United Educators of San Francisco President Cassondra Curiel calls for raises outside of San Francisco Unified School District's main office on Tuesday, Aug. 23. | Source: Ida Mojadad/The Standard

Labor negotiations between the union and school district have not proven fruitful throughout this year, and another bargaining session is scheduled for Monday. 

Curiel said a second vote is then needed to authorize a strike, which could take place after Monday’s meeting. Union leaders would then have discretion to authorize a work stoppage without a grace period.

Officials at City Hall are also on edge, as the city gives the school district millions of dollars and a strike and subsequent school closures could have far-reaching political impacts.

“The reason why folks are worried about this is because of how serious it is,” Curiel told The Standard on Thursday morning. “Educators have spent the last three years feeling really disrespected and underappreciated, particularly in San Francisco. And what should be clear to all San Francisco citizens is the additional stress of this payroll situation, and how terribly it impacts folks who deal with our youth.”

As recently as August, public school workers were entering their third year with a faulty payroll system as the district continued to sift through a backlog of roughly 3,000 issues. The district spent $40 million on the payroll system EMPowerSF, only to encounter numerous issues of teachers and other workers being paid severely late.

The dispute over the district’s offer and the union’s demands also focuses on pay raises and additional income for employees who have specialized training.

“Negotiating a contract with little to no serious response, it builds up and folks have had it,” Curiel said.

Parents in San Francisco have repeatedly expressed dismay with the city’s education system, signaled by the recall of three school board members last year over concerns about the quality of education, a perceived focus on changing school names over getting kids back in classrooms during the pandemic, and vocal frustration with a change in admissions policy to Lowell High School.

Maia Piccagli, a parent to a fourth-grader and seventh-grader and a parent-action committee member at San Francisco Community School in the city’s Excelsior neighborhood, told The Standard that she hoped the district would take educators’ demands seriously.

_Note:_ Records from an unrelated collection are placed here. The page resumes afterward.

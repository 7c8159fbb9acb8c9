#![deny(missing_docs)]
//! The SSE event bus: a bounded, single-producer-per-task queue of typed
//! [`relay_types::Event`]s with drop-oldest overflow and direct hand-off
//! to a waiting consumer.
//!
//! Built on `tokio::sync` primitives: a `Mutex`-guarded queue plus a
//! registry of `oneshot` waiters, one per pending `next()` call.

use relay_types::Event;
use std::collections::VecDeque;
use std::time::Duration;
use thiserror::Error;
use tokio::sync::{oneshot, Mutex};

/// Errors constructing or operating a bus.
#[non_exhaustive]
#[derive(Debug, Error)]
pub enum BusError {
    /// `BusConfig::capacity` was zero; a zero-capacity bus can never hold
    /// an event for a consumer to receive.
    #[error("bus capacity must be greater than zero")]
    InvalidCapacity,

    /// Catch-all.
    #[error("{0}")]
    Other(#[from] Box<dyn std::error::Error + Send + Sync>),
}

/// Bus construction parameters.
#[derive(Debug, Clone, serde::Serialize, serde::Deserialize)]
pub struct BusConfig {
    /// Maximum number of queued, undelivered events before the oldest is
    /// dropped to make room for a new one.
    pub capacity: usize,
}

impl Default for BusConfig {
    fn default() -> Self {
        Self { capacity: 1000 }
    }
}

struct Inner {
    queue: VecDeque<Event>,
    waiters: VecDeque<oneshot::Sender<Option<Event>>>,
    closed: bool,
}

/// Single-producer-per-task, single-consumer bounded event queue.
///
/// `emit` never blocks and never fails from the producer's perspective —
/// overflow silently drops the oldest queued event (and logs a warning).
/// `next` blocks up to a timeout, returning `None` on timeout or after
/// `close()`.
pub struct EventBus {
    task_id: String,
    capacity: usize,
    inner: Mutex<Inner>,
}

impl EventBus {
    /// Create a new bus for the given task id.
    pub fn new(task_id: impl Into<String>, config: BusConfig) -> Result<Self, BusError> {
        if config.capacity == 0 {
            return Err(BusError::InvalidCapacity);
        }
        Ok(Self {
            task_id: task_id.into(),
            capacity: config.capacity,
            inner: Mutex::new(Inner {
                queue: VecDeque::new(),
                waiters: VecDeque::new(),
                closed: false,
            }),
        })
    }

    /// Emit an event. Stamps `task_id`/`timestamp` if absent, hands off
    /// directly to a waiting consumer if one exists, otherwise enqueues —
    /// dropping the oldest queued event first if that would overflow
    /// `capacity`. A no-op after `close()`.
    pub async fn emit(&self, mut event: Event) {
        event.stamp(&self.task_id, chrono::Utc::now());

        let mut inner = self.inner.lock().await;
        if inner.closed {
            return;
        }

        let mut pending = Some(event);
        while let Some(waiter) = inner.waiters.pop_front() {
            match waiter.send(pending.take().expect("pending set on every loop entry")) {
                Ok(()) => return,
                Err(returned) => pending = Some(returned),
            }
        }

        let event = pending.expect("loop only exits via return or with pending restored");
        inner.queue.push_back(event);
        if inner.queue.len() > self.capacity {
            if let Some(dropped) = inner.queue.pop_front() {
                tracing::warn!(action = dropped.action(), "event bus overflow, dropping oldest event");
            }
        }
    }

    /// Wait up to `timeout` for the next event. Returns `None` on timeout
    /// or once the bus has been closed; otherwise returns the oldest
    /// queued (or directly handed-off) event.
    pub async fn next(&self, timeout: Duration) -> Option<Event> {
        let receiver = {
            let mut inner = self.inner.lock().await;
            if let Some(event) = inner.queue.pop_front() {
                return Some(event);
            }
            if inner.closed {
                return None;
            }
            let (tx, rx) = oneshot::channel();
            inner.waiters.push_back(tx);
            rx
        };

        match tokio::time::timeout(timeout, receiver).await {
            Ok(Ok(event)) => event,
            Ok(Err(_)) => None,
            Err(_) => None,
        }
    }

    /// Close the bus. Idempotent. Wakes every pending consumer with
    /// `None`; subsequent `emit` calls become no-ops.
    pub async fn close(&self) {
        let mut inner = self.inner.lock().await;
        if inner.closed {
            return;
        }
        inner.closed = true;
        while let Some(waiter) = inner.waiters.pop_front() {
            let _ = waiter.send(None);
        }
    }
}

“We’ve started to see breakdowns in our school. My school, for example, is missing a middle school math teacher. We have about 100 kids at our middle school who don’t have a math teacher. Our counselor takes that position,” Piccagli said.

“That means we have someone who’s not an expert at teaching math teaching math, and then it leaves our counselor position open. I know this is not unique at all to my specific school. There are tons of vacancies in the district.”

Nato Green, an SEIU 1021 organizer and chief negotiator, also weighed in with support from the school district’s classified staff, who have been negotiating a separate contract for over a year. Green said 62% of that union’s members, made up of food service workers, secretaries and custodians, voted by 99.5% over two days last week in support of a possible strike.

“As you can see from the press conference today, all the school districts’ unions are standing shoulder to shoulder,” Green told The Standard.

“The San Francisco district is under the same civil service system as the city. Our members can transfer laterally into the city employment and immediately make 15% to 30% and pay less for health care. That has driven a huge staffing retention crisis within the school district, leaving members with untenable workloads and particularly making the district cut corners on cleaning school facilities.”

A strike would not only threaten instruction in the weeks to come, but it could also jeopardize a billion-dollar bond measure the school district is putting on the ballot in March 2024.

Officials for the school district declined to comment Wednesday, referring back to previous statements.

“Our employees are critical to creating an educational environment where each and every student can learn and thrive,” officials said. “We want to reach an agreement that honors our employees’ contribution and ensures we are responsibly stewarding public funds.”

George Kelly contributed to this report.